# [What needs to be done]
Lines containing the word "Mutex" are the ones to copy from the records below.

# [Provided information]
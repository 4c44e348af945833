pub mod builder;
pub mod bumper;
pub mod segment;
pub mod trim;
use std::sync::Mutex;

use super::*;
use crate::foundation::error::ErrorKind;

struct FakeAcquirer {
    calls: Mutex<Vec<String>>,
    fail_on: Option<&'static str>,
}

impl FakeAcquirer {
    fn new(fail_on: Option<&'static str>) -> Self {
        Self {
            calls: Mutex::new(Vec::new()),
            fail_on,
        }
    }
}

impl Acquire for FakeAcquirer {
    fn resolve(&self, name: &str, source_ref: &str) -> ReelResult<ResolvedMedia> {
        self.calls.lock().unwrap().push(name.to_string());
        if self.fail_on == Some(name) {
            return Err(ReelError::validation("probe said no"));
        }
        Ok(ResolvedMedia {
            name: name.to_string(),
            path: PathBuf::from(source_ref),
            duration_sec: 100.0,
            dimensions: Some((64, 64)),
            owned: true,
        })
    }
}

fn req(name: &str) -> SongRequest {
    SongRequest {
        display_name: name.to_string(),
        source_ref: format!("{name}.mp4"),
        start_sec: 0.0,
        end_sec: 10.0,
        is_mirrored: true,
    }
}

#[test]
fn keeps_input_order_across_workers() {
    let acq = FakeAcquirer::new(None);
    let reqs: Vec<_> = (0..8).map(|i| req(&format!("s{i}"))).collect();
    let out = resolve_songs(&acq, &reqs, 4).unwrap();
    let names: Vec<_> = out.iter().map(|s| s.media.name.as_str()).collect();
    assert_eq!(names, ["s0", "s1", "s2", "s3", "s4", "s5", "s6", "s7"]);
    for song in &out {
        assert_eq!(song.request.display_name, song.media.name);
    }
}

#[test]
fn repeated_names_are_fetched_once() {
    let acq = FakeAcquirer::new(None);
    let reqs = vec![req("a"), req("b"), req("a")];
    let out = resolve_songs(&acq, &reqs, 2).unwrap();
    assert_eq!(out.len(), 3);
    assert_eq!(out[2].media.name, "a");
    let mut calls = acq.calls.lock().unwrap().clone();
    calls.sort();
    assert_eq!(calls, ["a", "b"]);
}

#[test]
fn failure_is_wrapped_as_acquisition_with_name() {
    let acq = FakeAcquirer::new(Some("b"));
    let err = resolve_songs(&acq, &[req("a"), req("b")], 1).unwrap_err();
    assert_eq!(err.kind(), ErrorKind::AcquisitionPropagated);
    assert_eq!(err.request_name(), Some("b"));
    assert!(err.to_string().contains("probe said no"));
}

#[test]
fn zero_jobs_is_rejected() {
    let acq = FakeAcquirer::new(None);
    assert!(resolve_songs(&acq, &[req("a")], 0).is_err());
}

# [Response box]
use std::sync::Mutex;
    calls: Mutex<Vec<String>>,
            calls: Mutex::new(Vec::new()),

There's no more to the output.